In a letter to shareholders, chairman Robert Ingram said the offer – which was rejected unanimously by the board – “fails to properly value the high margin cash flow” generated by its multiple sclerosis drug Tsyabri.
Ingram said, “Given the unique regulatory construct around both the marketing and medical education and the efficacy and safety dynamics for patients, it is our view that the Tysabri asset will exist far beyond its patent life, thus further increasing, potentially dramatically, the embedded cash flow value of the asset.”
He also pointed out that the offer of $11.25 per share includes a “poorly defined” $1m contingency payment that may not ultimately be paid.

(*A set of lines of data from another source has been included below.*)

use super::{Page, RecordService, ServiceError};
use crate::models::{Course, Enrollment, EnrollmentChanges, NewEnrollment, Student};

/// Enrollment records plus the referential checks the document store does
/// not perform: both the student and the course must exist.
#[derive(Clone)]
pub struct EnrollmentService {
    records: RecordService<Enrollment>,
    students: RecordService<Student>,
    courses: RecordService<Course>,
}

impl EnrollmentService {
    pub fn new(
        records: RecordService<Enrollment>,
        students: RecordService<Student>,
        courses: RecordService<Course>,
    ) -> Self {
        Self {
            records,
            students,
            courses,
        }
    }

    pub fn records(&self) -> &RecordService<Enrollment> {
        &self.records
    }

    pub async fn list(&self, page: Page) -> Result<Vec<Enrollment>, ServiceError> {
        self.records.list(page).await
    }

    pub async fn create(&self, fields: NewEnrollment) -> Result<Enrollment, ServiceError> {
        self.ensure_references(Some(&fields.student_id), Some(&fields.course_id))
            .await?;
        self.records.create(fields).await
    }

    pub async fn update(
        &self,
        id: &str,
        changes: EnrollmentChanges,
    ) -> Result<Enrollment, ServiceError> {
        // An unknown id is a 404 regardless of what the changes reference.
        self.records.get(id).await?;
        self.ensure_references(changes.student_id.as_deref(), changes.course_id.as_deref())
            .await?;
        self.records.update(id, changes).await
    }

    async fn ensure_references(
        &self,
        student_id: Option<&str>,
        course_id: Option<&str>,
    ) -> Result<(), ServiceError> {
        if let Some(student_id) = student_id.filter(|s| !s.is_empty()) {
            if !self.students.exists(student_id).await? {
                return Err(ServiceError::Validation(format!(
                    "student_id {} does not reference an existing student",
                    student_id
                )));
            }
        }

        if let Some(course_id) = course_id.filter(|s| !s.is_empty()) {
            if !self.courses.exists(course_id).await? {
                return Err(ServiceError::Validation(format!(
                    "course_id {} does not reference an existing course",
                    course_id
                )));
            }
        }

        Ok(())
    }
}
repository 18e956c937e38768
//! Shared plumbing for the college services: the HTTP error type, layered
//! configuration, logging and tracing setup, and common middleware.
pub mod config;
pub mod error;
pub mod middleware;
pub mod observability;

pub use axum;
pub use mongodb;
pub use serde_json;
pub use tokio;
pub use tracing;
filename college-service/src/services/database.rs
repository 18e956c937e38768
use async_trait::async_trait;
use futures::stream::TryStreamExt;
use mongodb::{
    bson::doc,
    error::{ErrorKind, WriteFailure},
    options::{FindOptions, IndexOptions},
    Client as MongoClient, Collection, Database, IndexModel,
};

use super::store::{conflict, Page, RecordStore};
use super::ServiceError;
use crate::models::{Course, Enrollment, Record, Student};

const DUPLICATE_KEY: i32 = 11000;

#[derive(Clone)]
pub struct MongoDb {
    client: MongoClient,
    db: Database,
}

impl MongoDb {
    pub async fn connect(uri: &str, database: &str) -> Result<Self, ServiceError> {
        tracing::info!(database = %database, "Connecting to MongoDB");
        let client = MongoClient::with_uri_str(uri).await.map_err(|e| {
            tracing::error!("Failed to connect to MongoDB: {}", e);
            ServiceError::from(e)
        })?;
        let db = client.database(database);
        tracing::info!(database = %database, "Successfully connected to MongoDB database");
        Ok(Self { client, db })
    }

    pub async fn initialize_indexes(&self) -> Result<(), ServiceError> {
        tracing::info!("Creating MongoDB indexes for college-service");

        let course_code_index = IndexModel::builder()
            .keys(doc! { "code": 1 })
            .options(
                IndexOptions::builder()
                    .name("course_code_unique".to_string())
                    .unique(true)
                    .build(),
            )
            .build();

        self.collection::<Course>()
            .create_index(course_code_index, None)
            .await
            .map_err(|e| {
                tracing::error!("Failed to create unique code index on courses: {}", e);
                ServiceError::from(e)
            })?;
        tracing::info!("Created unique index on courses.code");

        let enrollment_index = IndexModel::builder()
            .keys(doc! { "student_id": 1, "course_id": 1, "semester": 1 })
            .options(
                IndexOptions::builder()
                    .name("enrollment_unique".to_string())
                    .unique(true)
                    .build(),
            )
            .build();

        self.collection::<Enrollment>()
            .create_index(enrollment_index, None)
            .await
            .map_err(|e| {
                tracing::error!("Failed to create unique index on enrollments: {}", e);
                ServiceError::from(e)
            })?;
        tracing::info!("Created index on enrollments.(student_id, course_id, semester)");

        Ok(())
    }

    pub async fn health_check(&self) -> Result<(), ServiceError> {
        self.client
            .database("admin")
            .run_command(doc! { "ping": 1 }, None)
            .await
            .map_err(|e| {
                tracing::error!("MongoDB health check failed: {}", e);
                ServiceError::from(e)
            })?;
        Ok(())
    }

    pub fn collection<R: Record>(&self) -> Collection<R> {
        self.db.collection(R::COLLECTION)
    }

    pub fn students(&self) -> MongoStore<Student> {
        MongoStore::new(self.collection())
    }

    pub fn courses(&self) -> MongoStore<Course> {
        MongoStore::new(self.collection())
    }

    pub fn enrollments(&self) -> MongoStore<Enrollment> {
        MongoStore::new(self.collection())
    }

    pub fn database(&self) -> &Database {
        &self.db
    }
}

fn is_duplicate_key(err: &mongodb::error::Error) -> bool {
    match err.kind.as_ref() {
        ErrorKind::Write(WriteFailure::WriteError(write_error)) => {
            write_error.code == DUPLICATE_KEY
        }
        ErrorKind::Command(command_error) => command_error.code == DUPLICATE_KEY,
        _ => false,
    }
}

/// [`RecordStore`] over one Mongo collection.
pub struct MongoStore<R: Record> {
    collection: Collection<R>,
}

impl<R: Record> MongoStore<R> {
    pub fn new(collection: Collection<R>) -> Self {
        Self { collection }
    }

    fn map_write_error(err: mongodb::error::Error) -> ServiceError {
        if is_duplicate_key(&err) {
            tracing::debug!(kind = R::KIND, "Duplicate key rejected by storage");
            conflict::<R>()
        } else {
            tracing::error!(kind = R::KIND, "Failed to write record: {}", err);
            ServiceError::from(err)
        }
    }
}

#[async_trait]
impl<R: Record> RecordStore<R> for MongoStore<R> {
    async fn list(&self, page: Page) -> Result<Vec<R>, ServiceError> {
        let find_options = FindOptions::builder()
            .skip(page.skip)
            .limit(page.limit.filter(|l| *l > 0))
            .build();

        let cursor = self
            .collection
            .find(doc! {}, find_options)
            .await
            .map_err(|e| {
                tracing::error!(kind = R::KIND, "Failed to list records: {}", e);
                ServiceError::from(e)
            })?;

        let records: Vec<R> = cursor.try_collect().await.map_err(|e| {
            tracing::error!(kind = R::KIND, "Failed to collect records: {}", e);
            ServiceError::from(e)
        })?;

        Ok(records)
    }

    async fn find(&self, id: &str) -> Result<Option<R>, ServiceError> {
        self.collection
            .find_one(doc! { "_id": id }, None)
            .await
            .map_err(|e| {
                tracing::error!(kind = R::KIND, id = %id, "Failed to fetch record: {}", e);
                ServiceError::from(e)
            })
    }

    async fn insert(&self, record: &R) -> Result<(), ServiceError> {
        self.collection
            .insert_one(record, None)
            .await
            .map_err(Self::map_write_error)?;
        Ok(())
    }

    async fn replace(&self, record: &R) -> Result<bool, ServiceError> {
        let result = self
            .collection
            .replace_one(doc! { "_id": record.id() }, record, None)
            .await
            .map_err(Self::map_write_error)?;
        Ok(result.matched_count > 0)
    }

    async fn delete(&self, id: &str) -> Result<bool, ServiceError> {
        let result = self
            .collection
            .delete_one(doc! { "_id": id }, None)
            .await
            .map_err(|e| {
                tracing::error!(kind = R::KIND, id = %id, "Failed to delete record: {}", e);
                ServiceError::from(e)
            })?;
        Ok(result.deleted_count > 0)
    }
}
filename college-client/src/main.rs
use college_client::{run, ClientError, ClientSettings};
use service_core::observability::logging::init_tracing;

#[tokio::main]
async fn main() -> Result<(), ClientError> {
    let settings = ClientSettings::from_env()?;

    if let Err(e) = init_tracing("college-client", &settings.log_level, None) {
        eprintln!("Failed to initialize tracing: {}", e);
    }

    let rendered = run(&settings).await.map_err(|e| {
        tracing::error!(error = %e, "Failed to fetch students");
        e
    })?;
    print!("{}", rendered);

    Ok(())
}
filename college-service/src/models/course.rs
use serde::{Deserialize, Serialize};
use validator::Validate;

use super::{Changeset, Record};

#[derive(Debug, Clone, Serialize, Deserialize, PartialEq, Eq)]
pub struct Course {
    #[serde(rename = "_id")]
    pub id: String,
    pub code: String,
    pub title: String,
    pub credits: i32,
    pub department: String,
}

#[derive(Debug, Clone, Deserialize, Validate)]
pub struct NewCourse {
    #[validate(length(min = 1, message = "code is required"))]
    pub code: String,
    #[validate(length(min = 1, message = "title is required"))]
    pub title: String,
    #[validate(range(min = 0, message = "credits must not be negative"))]
    pub credits: i32,
    #[validate(length(min = 1, message = "department is required"))]
    pub department: String,
}

#[derive(Debug, Clone, Default, Deserialize, Validate)]
pub struct CourseChanges {
    #[validate(length(min = 1, message = "code must not be empty"))]
    pub code: Option<String>,
    #[validate(length(min = 1, message = "title must not be empty"))]
    pub title: Option<String>,
    #[validate(range(min = 0, message = "credits must not be negative"))]
    pub credits: Option<i32>,
    #[validate(length(min = 1, message = "department must not be empty"))]
    pub department: Option<String>,
}

impl Changeset for CourseChanges {
    fn is_empty(&self) -> bool {
        self.code.is_none()
            && self.title.is_none()
            && self.credits.is_none()
            && self.department.is_none()
    }
}

#[derive(Debug, Clone, Serialize, Deserialize, PartialEq, Eq)]
pub struct CourseResponse {
    pub id: String,
    pub code: String,
    pub title: String,
    pub credits: i32,
    pub department: String,
}

impl From<Course> for CourseResponse {
    fn from(course: Course) -> Self {
        Self {
            id: course.id,
            code: course.code,
            title: course.title,
            credits: course.credits,
            department: course.department,
        }
    }
}

impl Record for Course {
    const KIND: &'static str = "Course";
    const COLLECTION: &'static str = "courses";

    type Create = NewCourse;
    type Update = CourseChanges;
    type Response = CourseResponse;

    fn id(&self) -> &str {
        &self.id
    }

    fn from_create(id: String, fields: NewCourse) -> Self {
        Self {
            id,
            code: fields.code,
            title: fields.title,
            credits: fields.credits,
            department: fields.department,
        }
    }

    fn apply(&mut self, changes: CourseChanges) {
        if let Some(code) = changes.code {
            self.code = code;
        }
        if let Some(title) = changes.title {
            self.title = title;
        }
        if let Some(credits) = changes.credits {
            self.credits = credits;
        }
        if let Some(department) = changes.department {
            self.department = department;
        }
    }

    fn unique_key(&self) -> Option<String> {
        Some(self.code.clone())
    }
}
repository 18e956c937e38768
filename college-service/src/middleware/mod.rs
pub mod auth;

pub use auth::{auth_middleware, AuthUser};
pub mod logging;
pub mod trace_context;

pub use logging::init_tracing;
pub use trace_context::{TracedClientExt, TracedRequest, current_traceparent, outbound_headers};
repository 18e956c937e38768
use axum::Router;
use service_core::error::AppError;
use std::future::{Future, IntoFuture};
use std::net::SocketAddr;
use tokio::net::TcpListener;
use tokio::signal;

use crate::config::CollegeConfig;
use crate::services::{seed_demo_data, MongoDb};
use crate::{build_router, AppState};

pub struct Application {
    port: u16,
    server: Box<dyn Future<Output = std::io::Result<()>> + Send + Unpin>,
    state: AppState,
}

impl Application {
    /// Connect to MongoDB, prepare indexes and optional demo data, and bind
    /// the listener.
    pub async fn build(config: CollegeConfig) -> Result<Self, AppError> {
        let db = MongoDb::connect(&config.mongodb.uri, &config.mongodb.database)
            .await
            .map_err(|e| {
                tracing::error!("Failed to connect to MongoDB: {}", e);
                AppError::from(e)
            })?;
        db.initialize_indexes().await.map_err(|e| {
            tracing::error!("Failed to initialize database indexes: {}", e);
            AppError::from(e)
        })?;

        let state = AppState::with_mongo(config, db)?;
        Self::build_with_state(state).await
    }

    /// Bind a server over already-constructed state. Port 0 picks a free port.
    pub async fn build_with_state(state: AppState) -> Result<Self, AppError> {
        if state.config.seed_demo_data {
            seed_demo_data(&state.students, &state.courses, &state.enrollments)
                .await
                .map_err(|e| {
                    tracing::error!("Failed to seed demo data: {}", e);
                    AppError::from(e)
                })?;
        }

        let app: Router = build_router(state.clone()).await?;

        let addr = SocketAddr::from(([0, 0, 0, 0], state.config.common.port));
        let listener = TcpListener::bind(addr).await.map_err(|e| {
            tracing::error!("Failed to bind TCP listener to {}: {}", addr, e);
            AppError::from(e)
        })?;
        let port = listener.local_addr()?.port();

        tracing::info!(port = port, "Listening");

        let server = axum::serve(listener, app).with_graceful_shutdown(shutdown_signal());

        Ok(Self {
            port,
            server: Box::new(server.into_future()),
            state,
        })
    }

    pub fn port(&self) -> u16 {
        self.port
    }

    pub async fn run_until_stopped(self) -> std::io::Result<()> {
        self.server.await
    }
}

async fn shutdown_signal() {
    let ctrl_c = async {
        if let Err(e) = signal::ctrl_c().await {
            tracing::error!("Failed to listen for Ctrl+C: {}", e);
            std::future::pending::<()>().await;
        }
    };

    #[cfg(unix)]
    let terminate = async {
        match signal::unix::signal(signal::unix::SignalKind::terminate()) {
            Ok(mut stream) => {
                stream.recv().await;
            }
            Err(e) => {
                tracing::error!("Failed to install SIGTERM handler: {}", e);
                std::future::pending::<()>().await;
            }
        }
    };

    #[cfg(not(unix))]
    let terminate = std::future::pending::<()>();

    tokio::select! {
        _ = ctrl_c => {
            tracing::info!("Received SIGINT, starting graceful shutdown");
        },
        _ = terminate => {
            tracing::info!("Received SIGTERM, starting graceful shutdown");
        },
    }
}
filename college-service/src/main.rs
use college_service::{config::CollegeConfig, services::metrics::init_metrics, startup::Application};
use service_core::error::AppError;
use service_core::observability::logging::init_tracing;

#[tokio::main]
async fn main() -> Result<(), AppError> {
    // Load configuration - fail fast if invalid
    let config = CollegeConfig::from_env()?;

    init_tracing(
        &config.service_name,
        &config.log_level,
        config.otlp_endpoint.as_deref(),
    )
    .map_err(AppError::ConfigError)?;

    init_metrics().map_err(AppError::InternalError)?;

    tracing::info!(
        service = %config.service_name,
        version = env!("CARGO_PKG_VERSION"),
        environment = ?config.environment,
        "Starting college service"
    );

    let application = Application::build(config).await?;
    application.run_until_stopped().await?;

    tracing::info!("Service shutdown complete");
    Ok(())
}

“Your board believes the Royalty Pharma offer grossly undervalues the company’s current cash flow, business and financial platform and future business opportunities,” added Ingram.
“The Royalty Pharma offer is simply not in the tactical or strategic interests of Elan’s shareholders.
“Consequently, your board strongly and unequivocally recommends that you take no action with regard to the Royalty Pharma offer.”
Earlier this week Elan bought a 21 per cent stake in future royalties on four drugs jointly developed by biopharmaceutical company Theravance and GlaxoSmithKline. The deal was seen as an attempt to fend off Royalty Pharma’s bid as it may not be interested in the Theravance assets.